Cell type identification
For illustration purposes, the well-known immune cell markers (Table S1, Figure S9) were used for cell-type identification in the 3 K PBMC dataset. CD14 was expressed in cluster 1. CD79A and CD8A were expressed in clusters 3 and 4, respectively. Therefore, CD14 + Monocytes (cluster 1), B Cell (cluster 3), and CD8 + T Cell (cluster 4) were identified in the dataset. CD3E was highly expressed in clusters 0, 2, and 6. These clusters were likely to be T cells. The CD68 marker was expressed highly in clusters 5, 7, and 8, which indicates their identity as macrophage. Collectively, distinct cell types were assigned to different cell clusters based on known immune cell markers (Table S2, Figure S10).
Plots
Other plotting functions were implemented in scAnalyzeR, namely, Heatmap (Figure S9A), Violin plot (Figure S9B), Feature plot (Figure S9C), Dynamic PCA plot (Figure S11), and Correlation plot (Figure S12). The Dynamic PCA provides a PCA plot for a given set of genes with some dynamic features. For instance, we calculated PCs for 45 genes across 2638 cells, and the computed result was illustrated on a 2D scatter plot (with PC1 and PC2) with several dynamic properties, such as zooming, rectangular selection, and lasso selection (Figure S11). Besides, to calculate the correlation between the 2 genes, a function was implemented in the Correlation Plot submodule, for example, the correlation between NKG7 and LTB genes (Figure S12).
Pathway analysis
DE genes were selected for GSEA, and either KEGG pathways or gene ontology terms can be used as the source of gene sets. The full list of the pathway result was available with necessary filtering when the GSEA computation was completed, and the user can download the GSEA results as well. The bubble plots showed the top 10 pathways (based on adjusted P value, ascending order) for both upregulation and downregulation (Figure S13A and B), separately. Moreover, the user can see either the list of significant or all gene sets (with gene symbol) in a particular pathway and visualize the heatmap plot for exploring the expression pattern for the selected pathway (Figure S13C and D).
Trajectory analysis
Pseudotime trajectory analysis module was implemented in scAnalyzeR for reordering cells based on the pseudotime. For trajectory analysis, either HVGs or all genes can be used as the input. In our analysis, the HVGs were used both in cell trajectory plots and pseudotemporal heatmap analysis (Figure S14).
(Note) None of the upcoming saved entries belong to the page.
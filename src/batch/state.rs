//! The upload/process/download flow as a pure state machine.
//!
//! Four states, three events. `step` returns the next state plus a command
//! for the caller to execute; it performs no I/O itself, so the same flow
//! can sit behind a CLI, a web handler, or a test harness.

/// Where a session currently is in its lifecycle.
#[derive(Copy, Clone, Debug, PartialEq, Eq, Default)]
pub enum SessionState {
    /// No files uploaded.
    #[default]
    Idle,
    /// Files present, processing not yet requested.
    Ready,
    /// Batch running to completion.
    Processing,
    /// A download has been offered.
    Done,
}

/// External stimulus applied to a session.
#[derive(Copy, Clone, Debug, PartialEq, Eq)]
pub enum Event {
    /// The uploaded file set changed; `count` is the new number of files.
    FileSetChanged { count: usize },
    /// The user asked for processing to start.
    ProcessTriggered,
    /// The batch ran to completion.
    ProcessingFinished,
}

/// Side effect the caller must perform after a transition.
#[derive(Copy, Clone, Debug, PartialEq, Eq)]
pub enum Command {
    None,
    RunBatch,
    OfferDownload,
}

/// Advance the session state machine by one event.
pub fn step(state: SessionState, event: Event) -> (SessionState, Command) {
    use Command as C;
    use SessionState as S;

    match (state, event) {
        // A running batch cannot be cancelled, retriggered, or have its
        // inputs swapped out from under it.
        (S::Processing, Event::ProcessingFinished) => (S::Done, C::OfferDownload),
        (S::Processing, _) => (S::Processing, C::None),

        (_, Event::FileSetChanged { count: 0 }) => (S::Idle, C::None),
        (_, Event::FileSetChanged { .. }) => (S::Ready, C::None),

        (S::Ready, Event::ProcessTriggered) => (S::Processing, C::RunBatch),

        (state, _) => (state, C::None),
    }
}

#[cfg(test)]
mod tests {
    use super::*;
    use Command as C;
    use SessionState as S;

    #[test]
    fn test_happy_path() {
        let (s, c) = step(S::Idle, Event::FileSetChanged { count: 2 });
        assert_eq!((s, c), (S::Ready, C::None));

        let (s, c) = step(s, Event::ProcessTriggered);
        assert_eq!((s, c), (S::Processing, C::RunBatch));

        let (s, c) = step(s, Event::ProcessingFinished);
        assert_eq!((s, c), (S::Done, C::OfferDownload));
    }

    #[test]
    fn test_trigger_without_files_is_a_noop() {
        let (s, c) = step(S::Idle, Event::ProcessTriggered);
        assert_eq!((s, c), (S::Idle, C::None));
    }

    #[test]
    fn test_clearing_files_returns_to_idle() {
        for state in [S::Ready, S::Done] {
            let (s, c) = step(state, Event::FileSetChanged { count: 0 });
            assert_eq!((s, c), (S::Idle, C::None));
        }
    }

    #[test]
    fn test_new_files_after_done_make_session_ready_again() {
        let (s, c) = step(S::Done, Event::FileSetChanged { count: 1 });
        assert_eq!((s, c), (S::Ready, C::None));
    }

    #[test]
    fn test_processing_only_leaves_via_finish() {
        let events = [
            Event::FileSetChanged { count: 0 },
            Event::FileSetChanged { count: 3 },
            Event::ProcessTriggered,
        ];
        for event in events {
            let (s, c) = step(S::Processing, event);
            assert_eq!((s, c), (S::Processing, C::None));
        }
    }

    #[test]
    fn test_finish_outside_processing_is_a_noop() {
        for state in [S::Idle, S::Ready, S::Done] {
            let (s, c) = step(state, Event::ProcessingFinished);
            assert_eq!((s, c), (state, C::None));
        }
    }
}
use thiserror::Error;

/// Failures in the page interleaving transform.
///
/// Parsing and page-tree access surface `lopdf::Error`; serialization goes
/// through a `Write` target and surfaces `std::io::Error`.
#[derive(Error, Debug)]
pub enum InterleaveError {
    #[error("Failed to parse PDF: {0}")]
    Parse(lopdf::Error),

    #[error("Failed to serialize PDF: {0}")]
    Serialize(std::io::Error),
}

/// Failures while packaging batch results into a zip archive.
#[derive(Error, Debug)]
pub enum ArchiveError {
    #[error("Failed to add archive entry {name}: {source}")]
    Entry {
        name: String,
        source: zip::result::ZipError,
    },

    #[error("Failed to finalize archive: {0}")]
    Finalize(zip::result::ZipError),

    #[error("IO error: {0}")]
    Io(#[from] std::io::Error),
}
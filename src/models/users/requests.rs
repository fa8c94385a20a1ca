use crate::models::common::pagination::PaginationQuery;
use crate::models::users::entities::{UserRole, UserStatus};
use serde::Deserialize;
use ts_rs::TS;

/// 创建用户请求
#[derive(Debug, Clone, Deserialize, TS)]
#[ts(export, export_to = "../frontend/src/types/generated/user.ts")]
pub struct CreateUserRequest {
    pub username: String,
    pub email: String,
    pub role: UserRole,
    pub display_name: Option<String>,
}

/// 更新用户请求
#[derive(Debug, Deserialize, TS)]
#[ts(export, export_to = "../frontend/src/types/generated/user.ts")]
pub struct UpdateUserRequest {
    pub email: Option<String>,
    pub role: Option<UserRole>,
    pub status: Option<UserStatus>,
    pub display_name: Option<String>,
}

/// 用户列表查询参数（HTTP 请求）
#[derive(Debug, Clone, Deserialize, TS)]
#[ts(export, export_to = "../frontend/src/types/generated/user.ts")]
pub struct UserQueryParams {
    #[serde(flatten)]
    #[ts(flatten)]
    pub pagination: PaginationQuery,
    pub role: Option<UserRole>,
    pub search: Option<String>,
}

// 用于存储层的内部查询参数
#[derive(Debug, Clone)]
pub struct UserListQuery {
    pub page: Option<i64>,
    pub size: Option<i64>,
    pub role: Option<UserRole>,
    pub search: Option<String>,
}
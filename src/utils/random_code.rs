use rand::Rng;

/// 生成邀请码等随机代码（大写字母 + 数字，去掉易混淆字符）
pub fn generate_random_code(length: usize) -> String {
    const CHARSET: &[u8] = b"ABCDEFGHJKLMNPQRSTUVWXYZ23456789";
    let mut rng = rand::rng();
    (0..length)
        .map(|_| {
            let idx = rng.random_range(0..CHARSET.len());
            CHARSET[idx] as char
        })
        .collect()
}

#[cfg(test)]
mod tests {
    use super::*;

    #[test]
    fn test_generated_code_length() {
        assert_eq!(generate_random_code(8).len(), 8);
    }

    #[test]
    fn test_generated_code_charset() {
        let code = generate_random_code(64);
        assert!(
            code.chars()
                .all(|c| c.is_ascii_uppercase() || c.is_ascii_digit())
        );
        // 易混淆字符不出现
        assert!(!code.contains('O') && !code.contains('0') && !code.contains('I'));
    }
}
use serde::{Deserialize, Serialize};
use ts_rs::TS;

use crate::models::rules::entities::Rule;

/// 规则列表响应（数量有限，不分页）
#[derive(Debug, Clone, Serialize, Deserialize, TS)]
#[ts(export, export_to = "../frontend/src/types/generated/rule.ts")]
pub struct RuleListResponse {
    pub items: Vec<Rule>,
}
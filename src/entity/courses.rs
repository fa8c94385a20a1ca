//! 课程实体

use sea_orm::entity::prelude::*;

#[derive(Clone, Debug, PartialEq, DeriveEntityModel)]
#[sea_orm(table_name = "courses")]
pub struct Model {
    #[sea_orm(primary_key)]
    pub id: i64,
    pub instructor_id: i64,
    #[sea_orm(unique)]
    pub course_name: String,
    #[sea_orm(column_type = "Text", nullable)]
    pub description: Option<String>,
    #[sea_orm(unique)]
    pub invite_code: String,
    pub visible: bool,
    pub created_at: i64,
    pub updated_at: i64,
}

#[derive(Copy, Clone, Debug, EnumIter, DeriveRelation)]
pub enum Relation {
    #[sea_orm(
        belongs_to = "super::users::Entity",
        from = "Column::InstructorId",
        to = "super::users::Column::Id"
    )]
    Instructor,
    #[sea_orm(has_many = "super::course_users::Entity")]
    CourseUsers,
    #[sea_orm(has_many = "super::assignments::Entity")]
    Assignments,
    #[sea_orm(has_many = "super::rewards::Entity")]
    Rewards,
}

impl Related<super::users::Entity> for Entity {
    fn to() -> RelationDef {
        Relation::Instructor.def()
    }
}

impl Related<super::course_users::Entity> for Entity {
    fn to() -> RelationDef {
        Relation::CourseUsers.def()
    }
}

impl Related<super::assignments::Entity> for Entity {
    fn to() -> RelationDef {
        Relation::Assignments.def()
    }
}

impl Related<super::rewards::Entity> for Entity {
    fn to() -> RelationDef {
        Relation::Rewards.def()
    }
}

impl ActiveModelBehavior for ActiveModel {}

// 从数据库模型转换为业务模型
impl Model {
    pub fn into_course(self) -> crate::models::courses::entities::Course {
        use crate::models::courses::entities::Course;
        use chrono::{DateTime, Utc};

        Course {
            id: self.id,
            course_name: self.course_name,
            description: self.description,
            instructor_id: self.instructor_id,
            invite_code: self.invite_code,
            visible: self.visible,
            created_at: DateTime::<Utc>::from_timestamp(self.created_at, 0).unwrap_or_default(),
            updated_at: DateTime::<Utc>::from_timestamp(self.updated_at, 0).unwrap_or_default(),
        }
    }
}
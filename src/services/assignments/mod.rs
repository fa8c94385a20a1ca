pub mod create;
pub mod delete;
pub mod detail;
pub mod list;
pub mod update;

use actix_web::{HttpRequest, HttpResponse, Result as ActixResult};
use std::sync::Arc;

use crate::models::assignments::requests::{
    AssignmentQueryParams, CreateAssignmentRequest, UpdateAssignmentRequest,
};
use crate::storage::Storage;

pub struct AssignmentService {
    storage: Option<Arc<dyn Storage>>,
}

impl AssignmentService {
    pub fn new_lazy() -> Self {
        Self { storage: None }
    }

    pub(crate) fn get_storage(&self, request: &HttpRequest) -> Arc<dyn Storage> {
        if let Some(storage) = &self.storage {
            storage.clone()
        } else {
            request
                .app_data::<actix_web::web::Data<Arc<dyn Storage>>>()
                .expect("Storage not found in app data")
                .get_ref()
                .clone()
        }
    }

    pub async fn create_assignment(
        &self,
        request: &HttpRequest,
        course_id: i64,
        req: CreateAssignmentRequest,
    ) -> ActixResult<HttpResponse> {
        create::create_assignment(self, request, course_id, req).await
    }

    pub async fn get_assignment(
        &self,
        request: &HttpRequest,
        assignment_id: i64,
    ) -> ActixResult<HttpResponse> {
        detail::get_assignment(self, request, assignment_id).await
    }

    pub async fn list_assignments(
        &self,
        request: &HttpRequest,
        course_id: i64,
        params: AssignmentQueryParams,
    ) -> ActixResult<HttpResponse> {
        list::list_assignments(self, request, course_id, params).await
    }

    pub async fn update_assignment(
        &self,
        request: &HttpRequest,
        assignment_id: i64,
        req: UpdateAssignmentRequest,
    ) -> ActixResult<HttpResponse> {
        update::update_assignment(self, request, assignment_id, req).await
    }

    pub async fn delete_assignment(
        &self,
        request: &HttpRequest,
        assignment_id: i64,
    ) -> ActixResult<HttpResponse> {
        delete::delete_assignment(self, request, assignment_id).await
    }
}
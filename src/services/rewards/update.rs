use actix_web::{HttpRequest, HttpResponse, Result as ActixResult};
use tracing::info;

use super::RewardService;
use crate::models::rewards::requests::UpdateRewardRequest;
use crate::models::{ApiResponse, ErrorCode};

/// 更新奖励
/// PUT /courses/{course_id}/rewards/{reward_id}
pub async fn update_reward(
    service: &RewardService,
    request: &HttpRequest,
    reward_id: i64,
    req: UpdateRewardRequest,
) -> ActixResult<HttpResponse> {
    let storage = service.get_storage(request);

    if let Some(inventory) = req.inventory
        && inventory < 0
    {
        return Ok(HttpResponse::UnprocessableEntity().json(ApiResponse::error_empty(
            ErrorCode::ValidationFailed,
            "库存不能为负数",
        )));
    }

    match storage.update_reward(reward_id, req).await {
        Ok(Some(reward)) => {
            info!("Reward {} updated", reward_id);
            Ok(HttpResponse::Ok().json(ApiResponse::success(reward, "奖励更新成功")))
        }
        Ok(None) => Ok(HttpResponse::NotFound().json(ApiResponse::error_empty(
            ErrorCode::RewardNotFound,
            "奖励不存在",
        ))),
        Err(e) => Ok(
            HttpResponse::InternalServerError().json(ApiResponse::error_empty(
                ErrorCode::InternalServerError,
                format!("更新奖励失败: {e}"),
            )),
        ),
    }
}
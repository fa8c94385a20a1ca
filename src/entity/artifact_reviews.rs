//! 互评任务实体

use sea_orm::entity::prelude::*;

#[derive(Clone, Debug, PartialEq, DeriveEntityModel)]
#[sea_orm(table_name = "artifact_reviews")]
pub struct Model {
    #[sea_orm(primary_key)]
    pub id: i64,
    pub artifact_id: i64,
    pub reviewer_id: i64,
    pub status: String,
    pub created_at: i64,
    pub updated_at: i64,
}

#[derive(Copy, Clone, Debug, EnumIter, DeriveRelation)]
pub enum Relation {
    #[sea_orm(
        belongs_to = "super::artifacts::Entity",
        from = "Column::ArtifactId",
        to = "super::artifacts::Column::Id"
    )]
    Artifact,
    #[sea_orm(
        belongs_to = "super::course_users::Entity",
        from = "Column::ReviewerId",
        to = "super::course_users::Column::Id"
    )]
    Reviewer,
    #[sea_orm(has_many = "super::answers::Entity")]
    Answers,
}

impl Related<super::artifacts::Entity> for Entity {
    fn to() -> RelationDef {
        Relation::Artifact.def()
    }
}

impl Related<super::course_users::Entity> for Entity {
    fn to() -> RelationDef {
        Relation::Reviewer.def()
    }
}

impl Related<super::answers::Entity> for Entity {
    fn to() -> RelationDef {
        Relation::Answers.def()
    }
}

impl ActiveModelBehavior for ActiveModel {}

// 从数据库模型转换为业务模型
impl Model {
    pub fn into_review(self) -> crate::models::reviews::entities::ArtifactReview {
        use crate::models::reviews::entities::{ArtifactReview, ReviewStatus};
        use chrono::{DateTime, Utc};

        ArtifactReview {
            id: self.id,
            artifact_id: self.artifact_id,
            reviewer_id: self.reviewer_id,
            status: self.status.parse().unwrap_or(ReviewStatus::Incomplete),
            created_at: DateTime::<Utc>::from_timestamp(self.created_at, 0).unwrap_or_default(),
            updated_at: DateTime::<Utc>::from_timestamp(self.updated_at, 0).unwrap_or_default(),
        }
    }
}
pub mod delete;
pub mod join;
pub mod list;
pub mod points;
pub mod update;

use actix_web::{HttpRequest, HttpResponse, Result as ActixResult};
use std::sync::Arc;

use crate::models::course_users::requests::{
    AddPointsRequest, CourseUserQueryParams, JoinCourseRequest, UpdateCourseUserRequest,
};
use crate::storage::Storage;

pub struct CourseUserService {
    storage: Option<Arc<dyn Storage>>,
}

impl CourseUserService {
    pub fn new_lazy() -> Self {
        Self { storage: None }
    }

    pub(crate) fn get_storage(&self, request: &HttpRequest) -> Arc<dyn Storage> {
        if let Some(storage) = &self.storage {
            storage.clone()
        } else {
            request
                .app_data::<actix_web::web::Data<Arc<dyn Storage>>>()
                .expect("Storage not found in app data")
                .get_ref()
                .clone()
        }
    }

    pub async fn join_course(
        &self,
        request: &HttpRequest,
        req: JoinCourseRequest,
    ) -> ActixResult<HttpResponse> {
        join::join_course(self, request, req).await
    }

    pub async fn list_course_users(
        &self,
        request: &HttpRequest,
        course_id: i64,
        params: CourseUserQueryParams,
    ) -> ActixResult<HttpResponse> {
        list::list_course_users(self, request, course_id, params).await
    }

    pub async fn update_course_user(
        &self,
        request: &HttpRequest,
        course_id: i64,
        course_user_id: i64,
        req: UpdateCourseUserRequest,
    ) -> ActixResult<HttpResponse> {
        update::update_course_user(self, request, course_id, course_user_id, req).await
    }

    pub async fn add_points(
        &self,
        request: &HttpRequest,
        course_id: i64,
        course_user_id: i64,
        req: AddPointsRequest,
    ) -> ActixResult<HttpResponse> {
        points::add_points(self, request, course_id, course_user_id, req).await
    }

    pub async fn delete_course_user(
        &self,
        request: &HttpRequest,
        course_id: i64,
        course_user_id: i64,
    ) -> ActixResult<HttpResponse> {
        delete::delete_course_user(self, request, course_id, course_user_id).await
    }
}
//! 作业任务存储操作

use super::SeaOrmStorage;
use crate::entity::assignments::{ActiveModel, Column, Entity as Assignments};
use crate::errors::{GamiSystemError, Result};
use crate::models::{
    PaginationInfo,
    assignments::{
        entities::{Assignment, AssignmentType},
        requests::{AssignmentListQuery, CreateAssignmentRequest, UpdateAssignmentRequest},
        responses::AssignmentListResponse,
    },
};
use crate::utils::escape_like_pattern;
use sea_orm::{
    ActiveModelTrait, ColumnTrait, EntityTrait, PaginatorTrait, QueryFilter, QueryOrder, Set,
};

impl SeaOrmStorage {
    /// 创建作业
    pub async fn create_assignment_impl(
        &self,
        course_id: i64,
        req: CreateAssignmentRequest,
    ) -> Result<Assignment> {
        let now = chrono::Utc::now().timestamp();

        let model = ActiveModel {
            course_id: Set(course_id),
            title: Set(req.title),
            description: Set(req.description),
            assignment_type: Set(req
                .assignment_type
                .unwrap_or(AssignmentType::Individual)
                .to_string()),
            date_due: Set(req.date_due.map(|d| d.timestamp())),
            total_score: Set(req.total_score.unwrap_or(100.0)),
            weight: Set(req.weight.unwrap_or(1.0)),
            created_at: Set(now),
            updated_at: Set(now),
            ..Default::default()
        };

        let result = model
            .insert(&self.db)
            .await
            .map_err(|e| GamiSystemError::database_operation(format!("创建作业失败: {e}")))?;

        Ok(result.into_assignment())
    }

    /// 通过 ID 获取作业
    pub async fn get_assignment_by_id_impl(&self, assignment_id: i64) -> Result<Option<Assignment>> {
        let result = Assignments::find_by_id(assignment_id)
            .one(&self.db)
            .await
            .map_err(|e| GamiSystemError::database_operation(format!("查询作业失败: {e}")))?;

        Ok(result.map(|m| m.into_assignment()))
    }

    /// 分页列出作业
    pub async fn list_assignments_with_pagination_impl(
        &self,
        query: AssignmentListQuery,
    ) -> Result<AssignmentListResponse> {
        let page = query.page.unwrap_or(1).max(1) as u64;
        let size = query.size.unwrap_or(10).clamp(1, 100) as u64;

        let mut select = Assignments::find();

        // 课程筛选
        if let Some(course_id) = query.course_id {
            select = select.filter(Column::CourseId.eq(course_id));
        }

        // 搜索条件
        if let Some(ref search) = query.search
            && !search.trim().is_empty()
        {
            let escaped = escape_like_pattern(search.trim());
            select = select.filter(Column::Title.contains(&escaped));
        }

        // 排序
        select = select.order_by_desc(Column::CreatedAt);

        // 分页查询
        let paginator = select.paginate(&self.db, size);
        let total = paginator
            .num_items()
            .await
            .map_err(|e| GamiSystemError::database_operation(format!("查询作业总数失败: {e}")))?;

        let pages = paginator
            .num_pages()
            .await
            .map_err(|e| GamiSystemError::database_operation(format!("查询作业页数失败: {e}")))?;

        let assignments = paginator
            .fetch_page(page - 1)
            .await
            .map_err(|e| GamiSystemError::database_operation(format!("查询作业列表失败: {e}")))?;

        Ok(AssignmentListResponse {
            items: assignments
                .into_iter()
                .map(|m| m.into_assignment())
                .collect(),
            pagination: PaginationInfo::new(page, size, total, pages),
        })
    }

    /// 更新作业信息
    pub async fn update_assignment_impl(
        &self,
        assignment_id: i64,
        update: UpdateAssignmentRequest,
    ) -> Result<Option<Assignment>> {
        // 先检查作业是否存在
        let existing = self.get_assignment_by_id_impl(assignment_id).await?;
        if existing.is_none() {
            return Ok(None);
        }

        let now = chrono::Utc::now().timestamp();

        let mut model = ActiveModel {
            id: Set(assignment_id),
            updated_at: Set(now),
            ..Default::default()
        };

        if let Some(title) = update.title {
            model.title = Set(title);
        }

        if let Some(description) = update.description {
            model.description = Set(Some(description));
        }

        if let Some(assignment_type) = update.assignment_type {
            model.assignment_type = Set(assignment_type.to_string());
        }

        if let Some(date_due) = update.date_due {
            model.date_due = Set(Some(date_due.timestamp()));
        }

        if let Some(total_score) = update.total_score {
            model.total_score = Set(total_score);
        }

        if let Some(weight) = update.weight {
            model.weight = Set(weight);
        }

        model
            .update(&self.db)
            .await
            .map_err(|e| GamiSystemError::database_operation(format!("更新作业失败: {e}")))?;

        self.get_assignment_by_id_impl(assignment_id).await
    }

    /// 删除作业
    pub async fn delete_assignment_impl(&self, assignment_id: i64) -> Result<bool> {
        let result = Assignments::delete_by_id(assignment_id)
            .exec(&self.db)
            .await
            .map_err(|e| GamiSystemError::database_operation(format!("删除作业失败: {e}")))?;

        Ok(result.rows_affected > 0)
    }
}
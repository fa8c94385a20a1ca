//! 认证授权中间件

pub mod require_course_role;
pub mod require_jwt;
pub mod require_role;

pub use require_course_role::RequireCourseRole;
pub use require_jwt::RequireJWT;
pub use require_role::RequireRole;

use actix_web::{HttpResponse, http::StatusCode, http::header::CONTENT_TYPE};

use crate::models::{ApiResponse, ErrorCode};

// 辅助函数：创建统一的中间件错误响应
pub(crate) fn create_error_response(
    status: StatusCode,
    code: ErrorCode,
    message: &str,
) -> HttpResponse {
    match status {
        StatusCode::NO_CONTENT => HttpResponse::build(status)
            .insert_header((CONTENT_TYPE, "text/plain; charset=utf-8"))
            .finish(),
        _ => HttpResponse::build(status)
            .insert_header((CONTENT_TYPE, "application/json; charset=utf-8"))
            .json(ApiResponse::<()>::error_empty(code, message)),
    }
}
Performance Comparison With Other Similar Tools
The comparison study among 3 distinct tools (scAnalyzeR, Granatum, and ASAP) was done based on the functionalities, execution time, and the number of parameters. Regarding functionalities, all 3 tools provided essential functionalities for scRNA-seq analyses. However, there were some differences (Table 2). scAnalyzeR implemented 14 out of 16 functionalities compared, except imputation, and protein network construction. On the other hand, 11 and 8 functionalities were implemented in Granatum and ASAP, respectively. Notably, imputation and protein network construction functions were only implemented in Granatum, but both of them failed to execute during the testing. In fact, Granatum could only execute the initial analysis parts (uploading, preprocessing, normalization, HVGs selection, dimensionality reduction, and clustering), and all the remaining steps failed to execute. In addition, all the cell clusters were labeled with the same color, but it was not clear to see for the overlapping cell groups (clusters), although cells were labeled with cluster number (Figure S15). Besides, scAnalyzeR provided several unique functionalities, including accepting Cellranger output files as input, different ways to define groupings for DE analysis, as well as various analysis plots, for example, heatmap, violin plot, feature plot, dynamic PCA plot, and correlation plot.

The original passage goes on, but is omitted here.